Saved data entries
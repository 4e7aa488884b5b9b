// src/handlers/quiz.rs

use axum::{
    Extension, Json,
    extract::State,
    http::StatusCode,
    response::IntoResponse,
};

use crate::{
    config::Config,
    error::AppError,
    models::attempt::{StartAdaptiveRequest, StartTimedExamRequest, SubmitAnswerRequest},
    services::quiz as service,
    store::DynStore,
    utils::{
        extract::{AppJson, AppPath},
        jwt::Claims,
    },
};

/// Starts an attempt on the quiz attached to a module.
///
/// The module's quiz is populated from the question bank the first time it is
/// taken (topic-matched questions first); later starts reuse the same set.
pub async fn start_module_quiz(
    State(store): State<DynStore>,
    Extension(claims): Extension<Claims>,
    AppPath(module_id): AppPath<i64>,
) -> Result<impl IntoResponse, AppError> {
    let started = service::start_module_quiz(store.as_ref(), claims.user_id()?, module_id).await?;
    Ok((StatusCode::CREATED, Json(started)))
}

/// Builds a one-off timed exam and starts an attempt on it.
pub async fn start_timed_exam(
    State(store): State<DynStore>,
    State(config): State<Config>,
    Extension(claims): Extension<Claims>,
    AppJson(req): AppJson<StartTimedExamRequest>,
) -> Result<impl IntoResponse, AppError> {
    let started =
        service::start_timed_exam(store.as_ref(), claims.user_id()?, config.default_passing_score, &req).await?;
    Ok((StatusCode::CREATED, Json(started)))
}

/// Builds a one-off quiz at the requested difficulty and starts an attempt on it.
pub async fn start_adaptive(
    State(store): State<DynStore>,
    State(config): State<Config>,
    Extension(claims): Extension<Claims>,
    AppJson(req): AppJson<StartAdaptiveRequest>,
) -> Result<impl IntoResponse, AppError> {
    let started =
        service::start_adaptive(store.as_ref(), claims.user_id()?, config.default_passing_score, &req).await?;
    Ok((StatusCode::CREATED, Json(started)))
}

/// Records (or overwrites) the caller's answer to one question of an open attempt.
pub async fn submit_answer(
    State(store): State<DynStore>,
    Extension(claims): Extension<Claims>,
    AppPath(attempt_id): AppPath<i64>,
    AppJson(req): AppJson<SubmitAnswerRequest>,
) -> Result<impl IntoResponse, AppError> {
    let result = service::submit_answer(store.as_ref(), claims.user_id()?, attempt_id, &req).await?;
    Ok(Json(result))
}

pub async fn get_progress(
    State(store): State<DynStore>,
    Extension(claims): Extension<Claims>,
    AppPath(attempt_id): AppPath<i64>,
) -> Result<impl IntoResponse, AppError> {
    let progress = service::get_progress(store.as_ref(), claims.user_id()?, attempt_id).await?;
    Ok(Json(progress))
}

/// Scores and closes the attempt. A second call fails with `invalid_state`.
pub async fn finish_attempt(
    State(store): State<DynStore>,
    Extension(claims): Extension<Claims>,
    AppPath(attempt_id): AppPath<i64>,
) -> Result<impl IntoResponse, AppError> {
    let result = service::finish_attempt(store.as_ref(), claims.user_id()?, attempt_id).await?;
    Ok(Json(result))
}

pub async fn get_attempt(
    State(store): State<DynStore>,
    Extension(claims): Extension<Claims>,
    AppPath(attempt_id): AppPath<i64>,
) -> Result<impl IntoResponse, AppError> {
    let detail = service::get_attempt_detail(store.as_ref(), claims.user_id()?, attempt_id).await?;
    Ok(Json(detail))
}

/// The caller's attempt history, newest first.
pub async fn list_attempts(
    State(store): State<DynStore>,
    Extension(claims): Extension<Claims>,
) -> Result<impl IntoResponse, AppError> {
    let attempts = service::list_attempts(store.as_ref(), claims.user_id()?).await?;
    Ok(Json(attempts))
}

pub async fn get_analytics(
    State(store): State<DynStore>,
    Extension(claims): Extension<Claims>,
) -> Result<impl IntoResponse, AppError> {
    let analytics = service::student_analytics(store.as_ref(), claims.user_id()?).await?;
    Ok(Json(analytics))
}

/// Lists training modules with their quiz settings.
pub async fn list_modules(State(store): State<DynStore>) -> Result<impl IntoResponse, AppError> {
    let modules = store.list_modules().await?;
    Ok(Json(modules))
}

> **What is required**: Which of the lines above include the word "async"? Copy each of them.

> **Result of this exercise**:
pub async fn start_module_quiz(
pub async fn start_timed_exam(
pub async fn start_adaptive(
pub async fn submit_answer(
pub async fn get_progress(
pub async fn finish_attempt(
pub async fn get_attempt(
pub async fn list_attempts(
pub async fn get_analytics(
pub async fn list_modules(State(store): State<DynStore>) -> Result<impl IntoResponse, AppError> {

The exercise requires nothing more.